* Data extract
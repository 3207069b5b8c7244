//! Domain validation for resource inputs.
//!
//! Handlers check their own field shapes before anything is queued; the
//! client core only validates credentials.

use url::Url;

use crate::error::{Error, Result};

pub(crate) const MAX_TITLE_LEN: usize = 500;
pub(crate) const MAX_NOTE_LEN: usize = 10_000;
pub(crate) const MAX_TAGS: usize = 50;
pub(crate) const MAX_LIST_NAME_LEN: usize = 200;
pub(crate) const MAX_LIST_DESCRIPTION_LEN: usize = 1_000;
pub(crate) const MAX_TAG_NAME_LEN: usize = 100;
pub(crate) const MAX_HIGHLIGHT_NOTE_LEN: usize = 1_000;
pub(crate) const MAX_PAGE_LIMIT: u32 = 100;
pub(crate) const MAX_ASSET_BYTES: usize = 50 * 1024 * 1024;

pub(crate) const ALLOWED_ASSET_TYPES: &[&str] = &[
    "image/jpeg",
    "image/png",
    "image/gif",
    "image/webp",
    "image/svg+xml",
    "application/pdf",
    "text/plain",
    "text/html",
    "text/markdown",
    "application/json",
    "application/xml",
    "video/mp4",
    "video/webm",
    "video/ogg",
    "audio/mp3",
    "audio/wav",
    "audio/ogg",
];

/// Require a non-blank value.
pub fn require_non_blank(field: &str, value: &str) -> Result<()> {
    if value.trim().is_empty() {
        return Err(Error::validation(field, "is required"));
    }
    Ok(())
}

/// Require a value that parses as a URL.
pub fn require_url(field: &str, value: &str) -> Result<()> {
    require_non_blank(field, value)?;
    Url::parse(value)
        .map(|_| ())
        .map_err(|_| Error::validation(field, "invalid URL format"))
}

/// Reject values longer than `max` characters.
pub(crate) fn check_len(field: &str, value: &str, max: usize) -> Result<()> {
    if value.chars().count() > max {
        return Err(Error::validation(
            field,
            format!("must be {max} characters or less"),
        ));
    }
    Ok(())
}

/// Tag names: letters, digits, spaces, hyphens, and underscores.
pub fn validate_tag_name(name: &str) -> Result<()> {
    require_non_blank("name", name)?;
    check_len("name", name, MAX_TAG_NAME_LEN)?;
    if !name
        .chars()
        .all(|c| c.is_ascii_alphanumeric() || matches!(c, ' ' | '-' | '_'))
    {
        return Err(Error::validation(
            "name",
            "may only contain letters, numbers, spaces, hyphens, and underscores",
        ));
    }
    Ok(())
}

/// Page numbers start at 1; limits are capped per page.
pub fn validate_pagination(page: Option<u32>, limit: Option<u32>) -> Result<()> {
    if let Some(page) = page {
        if page < 1 {
            return Err(Error::validation("page", "must be a positive integer"));
        }
    }
    if let Some(limit) = limit {
        if limit < 1 || limit > MAX_PAGE_LIMIT {
            return Err(Error::validation(
                "limit",
                format!("must be between 1 and {MAX_PAGE_LIMIT}"),
            ));
        }
    }
    Ok(())
}

/// Highlight offsets: non-negative, start strictly before end.
pub(crate) fn validate_offsets(start: i64, end: i64) -> Result<()> {
    if start < 0 {
        return Err(Error::validation("startOffset", "must be non-negative"));
    }
    if end < 0 {
        return Err(Error::validation("endOffset", "must be non-negative"));
    }
    if start >= end {
        return Err(Error::validation(
            "endOffset",
            "must be greater than start offset",
        ));
    }
    Ok(())
}

/// Split a comma-separated tag string into trimmed, non-empty names.
pub fn parse_tag_names(tags: &str) -> Vec<String> {
    tags.split(',')
        .map(str::trim)
        .filter(|tag| !tag.is_empty())
        .map(String::from)
        .collect()
}
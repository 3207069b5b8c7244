//! High-level Linkhaven API client.
//!
//! [`ApiClient`] is the facade every resource operation funnels through:
//! it validates credentials, queues the call onto the client's single paced
//! lane, and settles with one normalized response or error. Each client owns
//! its queue, so independent clients in one process never share pacing
//! state.

use std::sync::Arc;

use tokio::sync::oneshot;
use tokio::time::Instant;
use tracing::instrument;

use crate::config::{ClientConfig, RateLimitConfig};
use crate::credentials::Credentials;
use crate::error::{Error, ErrorKind, Result};
use crate::queue::{QueueEntry, RequestQueue};
use crate::request::ApiRequest;
use crate::response::ApiResponse;
use crate::retry::RetryConfig;
use crate::transport::{HttpTransport, ReqwestTransport};

/// Linkhaven API client.
///
/// # Example
///
/// ```rust,ignore
/// use linkhaven_client::{ApiClient, ApiRequest};
///
/// let client = ApiClient::new("https://links.example.com", "lk_secret")?;
/// let me = client.request(ApiRequest::get("users/me")).await?;
/// ```
#[derive(Clone)]
pub struct ApiClient {
    credentials: Credentials,
    transport: Arc<dyn HttpTransport>,
    queue: Arc<RequestQueue>,
    config: ClientConfig,
}

impl std::fmt::Debug for ApiClient {
    fn fmt(&self, f: &mut std::fmt::Formatter<'_>) -> std::fmt::Result {
        f.debug_struct("ApiClient")
            .field("credentials", &self.credentials)
            .field("config", &self.config)
            .finish_non_exhaustive()
    }
}

impl ApiClient {
    /// Create a client with default configuration.
    pub fn new(instance_url: impl Into<String>, api_key: impl Into<String>) -> Result<Self> {
        Self::with_config(instance_url, api_key, ClientConfig::default())
    }

    /// Create a client with custom configuration.
    pub fn with_config(
        instance_url: impl Into<String>,
        api_key: impl Into<String>,
        config: ClientConfig,
    ) -> Result<Self> {
        let transport = Arc::new(ReqwestTransport::with_user_agent(&config.user_agent)?);
        Ok(Self::with_transport(
            Credentials::new(instance_url, api_key),
            transport,
            config,
        ))
    }

    /// Create a client over a custom transport.
    ///
    /// This is the seam host platforms and tests use to supply their own
    /// HTTP capability; the client depends only on [`HttpTransport`].
    pub fn with_transport(
        credentials: Credentials,
        transport: Arc<dyn HttpTransport>,
        config: ClientConfig,
    ) -> Self {
        let queue = RequestQueue::new(Arc::clone(&transport));
        Self {
            credentials,
            transport,
            queue,
            config,
        }
    }

    /// Get the credentials.
    pub fn credentials(&self) -> &Credentials {
        &self.credentials
    }

    /// Get the client configuration.
    pub fn config(&self) -> &ClientConfig {
        &self.config
    }

    /// Issue one API call with the client's default retry and rate-limit
    /// configuration.
    pub async fn request(&self, request: ApiRequest) -> Result<ApiResponse> {
        self.request_with(request, None, None).await
    }

    /// Issue one API call, optionally overriding the retry or rate-limit
    /// configuration for this call only.
    ///
    /// Credentials are validated first: a malformed credential pair rejects
    /// immediately and never occupies a queue slot. The call then joins the
    /// queue and resolves once the drain task has serviced it.
    #[instrument(
        skip_all,
        fields(method = request.method().as_str(), endpoint = request.endpoint())
    )]
    pub async fn request_with(
        &self,
        request: ApiRequest,
        retry: Option<RetryConfig>,
        rate_limit: Option<RateLimitConfig>,
    ) -> Result<ApiResponse> {
        self.credentials.validate()?;

        let (reply, rx) = oneshot::channel();
        self.queue.enqueue(QueueEntry {
            request,
            credentials: self.credentials.clone(),
            retry: retry.unwrap_or_else(|| self.config.retry.clone()),
            rate_limit: rate_limit.unwrap_or_else(|| self.config.rate_limit.clone()),
            enqueued_at: Instant::now(),
            reply,
        });

        match rx.await {
            Ok(result) => result,
            Err(_) => Err(Error::new(ErrorKind::Other(
                "request abandoned: queue was reset".to_string(),
            ))),
        }
    }

    /// Probe connectivity with a single unqueued call to `users/me`.
    ///
    /// Reduces every outcome to a boolean; never fails.
    pub async fn test_connection(&self) -> bool {
        if self.credentials.validate().is_err() {
            return false;
        }

        self.transport
            .send(&ApiRequest::get("users/me"), &self.credentials)
            .await
            .is_ok()
    }

    /// Number of calls currently waiting in the queue.
    pub fn queue_len(&self) -> usize {
        self.queue.len()
    }

    /// Whether the queue's drain task is currently active.
    pub fn is_processing(&self) -> bool {
        self.queue.is_draining()
    }

    /// Drop all pending calls and reset the queue without settling them;
    /// abandoned callers observe an error. Destructive, intended for test
    /// isolation, not production use.
    pub fn reset_queue(&self) {
        self.queue.reset();
    }
}

#[cfg(test)]
mod tests {
    use super::*;
    use crate::retry::Jitter;
    use async_trait::async_trait;
    use serde_json::json;
    use std::sync::atomic::{AtomicU32, Ordering};
    use std::time::Duration;
    use wiremock::matchers::{header, method, path};
    use wiremock::{Mock, MockServer, ResponseTemplate};

    /// Transport that counts invocations and replays a scripted outcome.
    struct CountingTransport {
        calls: AtomicU32,
        failures: u32,
        status: u16,
    }

    impl CountingTransport {
        fn ok() -> Self {
            Self::failing(0, 0)
        }

        fn failing(failures: u32, status: u16) -> Self {
            Self {
                calls: AtomicU32::new(0),
                failures,
                status,
            }
        }

        fn calls(&self) -> u32 {
            self.calls.load(Ordering::SeqCst)
        }
    }

    #[async_trait]
    impl HttpTransport for CountingTransport {
        async fn send(&self, _: &ApiRequest, _: &Credentials) -> Result<ApiResponse> {
            let call = self.calls.fetch_add(1, Ordering::SeqCst);
            if call < self.failures {
                Err(Error::new(ErrorKind::Api {
                    status: self.status,
                    code: "SERVER_ERROR".into(),
                    message: "boom".into(),
                    details: serde_json::Value::Null,
                }))
            } else {
                Ok(ApiResponse::wrap(json!({"id": "u1"})))
            }
        }
    }

    fn fast_config() -> ClientConfig {
        ClientConfig::builder()
            .with_retry(
                RetryConfig::default()
                    .with_base_delay(Duration::from_millis(10))
                    .with_jitter(Jitter::None),
            )
            .build()
    }

    fn client_with(transport: Arc<CountingTransport>) -> ApiClient {
        ApiClient::with_transport(
            Credentials::new("https://x.example", "abc1234567"),
            transport,
            fast_config(),
        )
    }

    #[tokio::test]
    async fn test_invalid_credentials_reject_before_transport() {
        let transport = Arc::new(CountingTransport::ok());
        let client = ApiClient::with_transport(
            Credentials::new("not-a-url", "abc1234567"),
            transport.clone(),
            fast_config(),
        );

        let err = client.request(ApiRequest::get("users/me")).await.unwrap_err();
        assert!(err.is_config());
        assert_eq!(transport.calls(), 0);
        assert_eq!(client.queue_len(), 0);
    }

    #[tokio::test]
    async fn test_request_resolves_normalized_response() {
        let transport = Arc::new(CountingTransport::ok());
        let client = client_with(transport.clone());

        let response = client.request(ApiRequest::get("users/me")).await.unwrap();
        assert_eq!(response.data, json!({"id": "u1"}));
        assert_eq!(transport.calls(), 1);
    }

    #[tokio::test]
    async fn test_retry_override_applies_per_call() {
        let transport = Arc::new(CountingTransport::failing(2, 503));
        let client = client_with(transport.clone());

        let retry = RetryConfig::default()
            .with_max_retries(3)
            .with_base_delay(Duration::from_millis(10))
            .with_jitter(Jitter::None);

        let response = client
            .request_with(ApiRequest::get("users/me"), Some(retry), None)
            .await
            .unwrap();

        assert_eq!(response.data, json!({"id": "u1"}));
        assert_eq!(transport.calls(), 3);
    }

    #[tokio::test]
    async fn test_non_retryable_status_fails_once() {
        let transport = Arc::new(CountingTransport::failing(10, 400));
        let client = client_with(transport.clone());

        let err = client.request(ApiRequest::get("users/me")).await.unwrap_err();
        assert_eq!(err.status_code(), Some(400));
        assert_eq!(transport.calls(), 1);
    }

    #[tokio::test]
    async fn test_test_connection_reduces_to_bool() {
        let client = client_with(Arc::new(CountingTransport::ok()));
        assert!(client.test_connection().await);

        let client = client_with(Arc::new(CountingTransport::failing(10, 401)));
        assert!(!client.test_connection().await);

        // Invalid credentials short-circuit without a transport call
        let transport = Arc::new(CountingTransport::ok());
        let client = ApiClient::with_transport(
            Credentials::new("", "key"),
            transport.clone(),
            fast_config(),
        );
        assert!(!client.test_connection().await);
        assert_eq!(transport.calls(), 0);
    }

    #[tokio::test]
    async fn test_queue_introspection_idle() {
        let client = client_with(Arc::new(CountingTransport::ok()));
        assert_eq!(client.queue_len(), 0);
        assert!(!client.is_processing());
    }

    #[tokio::test]
    async fn test_end_to_end_over_http() {
        let server = MockServer::start().await;

        Mock::given(method("GET"))
            .and(path("/api/v1/users/me"))
            .and(header("Authorization", "Bearer abc1234567"))
            .respond_with(
                ResponseTemplate::new(200).set_body_json(json!({"data": {"id": "u1"}})),
            )
            .mount(&server)
            .await;

        let client = ApiClient::new(server.uri(), "abc1234567").unwrap();
        let response = client.request(ApiRequest::get("users/me")).await.unwrap();

        assert_eq!(response.data, json!({"id": "u1"}));
    }
}
//! User operations.

use linkhaven_client::ApiRequest;
use tracing::instrument;

use crate::error::Result;
use crate::user::{User, UserStats};

impl super::RestClient {
    /// Fetch the user the API key belongs to.
    #[instrument(skip(self))]
    pub async fn current_user(&self) -> Result<User> {
        let response = self.inner().request(ApiRequest::get("users/me")).await?;
        Ok(response.into_typed()?)
    }

    /// Fetch usage totals for the current user.
    #[instrument(skip(self))]
    pub async fn user_stats(&self) -> Result<UserStats> {
        let response = self
            .inner()
            .request(ApiRequest::get("users/me/stats"))
            .await?;
        Ok(response.into_typed()?)
    }
}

* What is required
Reproduce the listing above exactly as far as the line with "pub(crate) const MAX_TITLE_LEN: usize = 500;", that line included.

* Finished task
repository 3207069b5b8c7244
//! Domain validation for resource inputs.
//!
//! Handlers check their own field shapes before anything is queued; the
//! client core only validates credentials.

use url::Url;

use crate::error::{Error, Result};

pub(crate) const MAX_TITLE_LEN: usize = 500;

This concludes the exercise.